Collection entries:
#####
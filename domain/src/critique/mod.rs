//! Answer critique: the three leaf detectors and the quality scorer.
//!
//! - [`fallacy::FallacyDetector`]: named fallacy patterns with negative guards
//! - [`citation::CitationAnalyzer`]: proximity-based citation support
//! - [`bias::BiasDetector`]: stance-marker imbalance
//! - [`scoring::QualityScorer`]: single-step penalty sum and clamp
//!
//! The detectors are independent of each other; each reads only its own
//! inputs and returns an owned result, so they can run concurrently.

pub mod bias;
pub mod citation;
pub mod entities;
pub mod fallacy;
pub mod guard;
pub mod scoring;
pub mod text;

pub use bias::{BiasConfig, BiasDetector, BiasTally};
pub use citation::{CitationAnalysis, CitationAnalyzer, CitationConfig};
pub use entities::{
    BiasDirection, BiasWarning, Critique, DetectorKind, FallacyType, FallacyWarning,
    ScoreBreakdown, Severity, WeakCitation, WeaknessReason,
};
pub use fallacy::{FallacyDetector, FallacyRule, FallacyRuleConfig, builtin_rules};
pub use guard::Guard;
pub use scoring::{QualityScorer, ScoringConfig};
#####
▸ **TASK OBJECTIVE**
Every line above is to be transcribed exactly, with nothing missed.

▸ **EXERCISE OUTPUT**
filename domain/src/critique/mod.rs
//! Answer critique: the three leaf detectors and the quality scorer.
//!
//! - [`fallacy::FallacyDetector`]: named fallacy patterns with negative guards
//! - [`citation::CitationAnalyzer`]: proximity-based citation support
//! - [`bias::BiasDetector`]: stance-marker imbalance
//! - [`scoring::QualityScorer`]: single-step penalty sum and clamp
//!
//! The detectors are independent of each other; each reads only its own
//! inputs and returns an owned result, so they can run concurrently.

pub mod bias;
pub mod citation;
pub mod entities;
pub mod fallacy;
pub mod guard;
pub mod scoring;
pub mod text;

pub use bias::{BiasConfig, BiasDetector, BiasTally};
pub use citation::{CitationAnalysis, CitationAnalyzer, CitationConfig};
pub use entities::{
    BiasDirection, BiasWarning, Critique, DetectorKind, FallacyType, FallacyWarning,
    ScoreBreakdown, Severity, WeakCitation, WeaknessReason,
};
pub use fallacy::{FallacyDetector, FallacyRule, FallacyRuleConfig, builtin_rules};
pub use guard::Guard;
pub use scoring::{QualityScorer, ScoringConfig};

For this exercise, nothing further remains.